Silver Screen: Jack and Jill 1/2*
It's a frustrating and stupid moment when a critic-- be they a vastly wealthy Professional Opinionator such as myself or just a lowly commoner like you who's scraped together the $10 for a ticket-- attacks a movie not for its own relative merits but the perceived motivations of the moviemaker. It's fair to say, “Wow, that new Jennifer Lopez movie sucked.” In fact, it's almost certainly accurate. But it's not fair to say, “Wow, Jennifer Lopez just ripped me off. She wasn't even trying. She doesn't even care.”
People who've worked for years or even decades to get to a place where they can finally write or direct or star in a major motion picture don't generally set out to make a bad movie (Max Bialystock and Leo Bloom excepted). It's a pretty ridiculous accusation.
So it's important to note that Adam Sandler did not, in fact, mean you any personal harm when he wrote, produced, and starred in the astonishingly bad Jack and Jill, a movie so godawful that the trailers looked more like a Saturday Night Live parody of Sandler movies than an actual film released nationwide for the purposes of making money and entertaining viewers. It's a wretched, ugly thing about wretchedness and ugliness, yet it has the commercial sheen and kid-friendly PG rating that indicates it's intended as a pleasant trifle for the masses.
Sandler takes a page from the Eddie Murphy playbook (filched from the Jerry Lewis playbook) and stars as both the straight man, Jack, a successful commercial director, and his own foil, twin sister Jill. Jill is a loud, obnoxious, hulking, self-centered caricature of a woman. She's annoyance personified. The movie never makes any gestures toward what Jill does for a living or how she turned out so lonely and awful when Jack became a massively wealthy family man, but that's because Jill is really only a plot device. Like everything in the movie, she seems barely conjured, like an unfinished first draft slapped together on a deadline.
Jill flies from the East coast to Los Angeles to spend Thanksgiving with her brother and his family, including his wife (Katie Holmes) and two kids, but opts to stay. This initially chagrins Jack, who is openly disdainful of his twin sib, but the situation turns advantageous when she catches the eye of Al Pacino. Jack's career hinges on being able to get Pacino to agree to star in a Dunkin' Donuts commercial, and even though Jill is disinterested in the actor's advances, Jack tries to use her as bait to lure Pacino into the shoot.
The story is both gratingly simple and agonizingly convoluted. It's a long way to go to get to the inevitable “Family is the most important thing of all” message lying in wait just before the closing credits. It's all part of the Adam Sandler comedy formula: Sandler + weird gimmick + celebrity cameos + sappy message = a seemingly endless string of profitable comedies. That rubric sometimes produces charming results (The Wedding Singer, Happy Gilmore), but as Sandler transitions from spastic man-child to middle-aged indifference, it's increasingly tired. It's not that Sandler still isn't a talented guy, it's that the movies he writes and produces have failed to grow and change with him.

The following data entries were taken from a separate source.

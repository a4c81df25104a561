// ============================================================================
// Exchange
// Multi-symbol façade over per-symbol matching engines
// ============================================================================

use chrono::{DateTime, Utc};
use rust_decimal::Decimal;
use std::collections::HashMap;
use std::sync::Arc;

use crate::anonymizer::AnonymizingGateway;
use crate::domain::{
    ExchangeConfig, Order, OrderBookSnapshot, OrderId, OwnerRef, PublicOrderView, Side, Symbol,
    Trade,
};
use crate::engine::{MatchingEngine, PriceTimePriority};
use crate::errors::{ExchangeError, ExchangeResult};
use crate::interfaces::{EventHandler, OrderStore};

/// The transport-agnostic surface collaborators integrate against.
///
/// One matching engine per configured symbol, built once from validated
/// configuration. The engine map never changes after construction, so
/// submissions for distinct symbols proceed fully in parallel while each
/// symbol keeps its single-writer discipline.
pub struct Exchange {
    engines: HashMap<Symbol, MatchingEngine>,
}

impl Exchange {
    /// Build an exchange from configuration. All engines share the
    /// anonymizing gateway, the persistence collaborator, and the event
    /// observer.
    pub fn from_config(
        config: ExchangeConfig,
        store: Arc<dyn OrderStore>,
        events: Arc<dyn EventHandler>,
    ) -> ExchangeResult<Self> {
        config.validate().map_err(ExchangeError::InvalidConfig)?;

        let gateway = Arc::new(AnonymizingGateway::new());
        let mut engines = HashMap::with_capacity(config.symbols.len());
        for symbol_config in config.symbols {
            let symbol = symbol_config.symbol.clone();
            let engine = MatchingEngine::new(
                symbol_config,
                Box::new(PriceTimePriority::new(config.prevent_self_match)),
                gateway.clone(),
                store.clone(),
                events.clone(),
            );
            engines.insert(symbol, engine);
        }

        tracing::info!(symbols = engines.len(), "exchange initialized");
        Ok(Self { engines })
    }

    /// The configured symbol universe.
    pub fn symbols(&self) -> impl Iterator<Item = &Symbol> {
        self.engines.keys()
    }

    fn engine(&self, symbol: &Symbol) -> ExchangeResult<&MatchingEngine> {
        self.engines
            .get(symbol)
            .ok_or_else(|| ExchangeError::InvalidOrder(format!("unknown symbol {symbol}")))
    }

    // ========================================================================
    // Operations
    // ========================================================================

    /// Submit a limit order. Returns the order with its assigned pseudonym
    /// and its status/remaining quantity after any immediate matching.
    pub fn submit_order(
        &self,
        owner: OwnerRef,
        side: Side,
        symbol: Symbol,
        quantity: Decimal,
        limit_price: Decimal,
    ) -> ExchangeResult<Order> {
        self.engine(&symbol)?
            .submit_order(owner, side, quantity, limit_price)
    }

    /// Cancel an order by id. The public operation carries no symbol, so
    /// the exchange locates the engine that knows the id; UUID ids make
    /// the match unique.
    pub fn cancel_order(&self, order_id: OrderId, owner: &OwnerRef) -> ExchangeResult<Order> {
        for engine in self.engines.values() {
            match engine.cancel_order(order_id, owner) {
                Err(ExchangeError::OrderNotFound(_)) => continue,
                outcome => return outcome,
            }
        }
        Err(ExchangeError::OrderNotFound(order_id))
    }

    /// Pseudonymous views of a symbol's resting orders.
    pub fn list_open_orders(&self, symbol: &Symbol) -> ExchangeResult<Vec<PublicOrderView>> {
        Ok(self.engine(symbol)?.open_orders())
    }

    /// A symbol's trade feed, optionally bounded by `executed_at >= since`.
    /// Settlement (an external collaborator) consumes this.
    pub fn list_trades(
        &self,
        symbol: &Symbol,
        since: Option<DateTime<Utc>>,
    ) -> ExchangeResult<Vec<Trade>> {
        Ok(self.engine(symbol)?.trades_since(since))
    }

    /// Aggregated depth snapshot of a symbol's book.
    pub fn snapshot(&self, symbol: &Symbol, depth: usize) -> ExchangeResult<OrderBookSnapshot> {
        Ok(self.engine(symbol)?.snapshot(depth))
    }
}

Back to the original point, it's unfair to say Sandler doesn't care, since he almost certainly wanted this to work. It is fair, however, to note that he doesn't seem like he cares much, at least from the effort onscreen. Jack, despite accounting for fifty percent of the title characters, is as shallow and unlikable a character as Sandler has ever created. He has no personality or defining characteristics other than being nice to his kids and mean to his sister, and Sandler, as an actor, looks utterly disinterested in the scenes of family bickering. Presumably Jill's obnoxiousness should make us a little sympathetic toward him, but that's not the case at all; the behavior only makes Jill even more unlikable. With Holmes's wife character being a total nonentity (through no fault of the actress), the movie is only able to generate a few laughs courtesy of regular Sandler cohorts Allen Covert and Nick Swardson, as well as Pacino doing an amusing self-caricature.
It's Pacino who accurately eulogizes the movie in its final moments. After finally convincing Al to do the commercial, Jack sits him down and shows him the completed Dunkin' Donuts ad, complete with rapping and awful dancing. Pacino, shellshocked, looks away from the screen and proclaims it terrible, then urges Jack to gather all the footage and burn it. It's an awkwardly accurate statement about the whole picture, maybe the only (inadvertently) honest moment in the whole thing.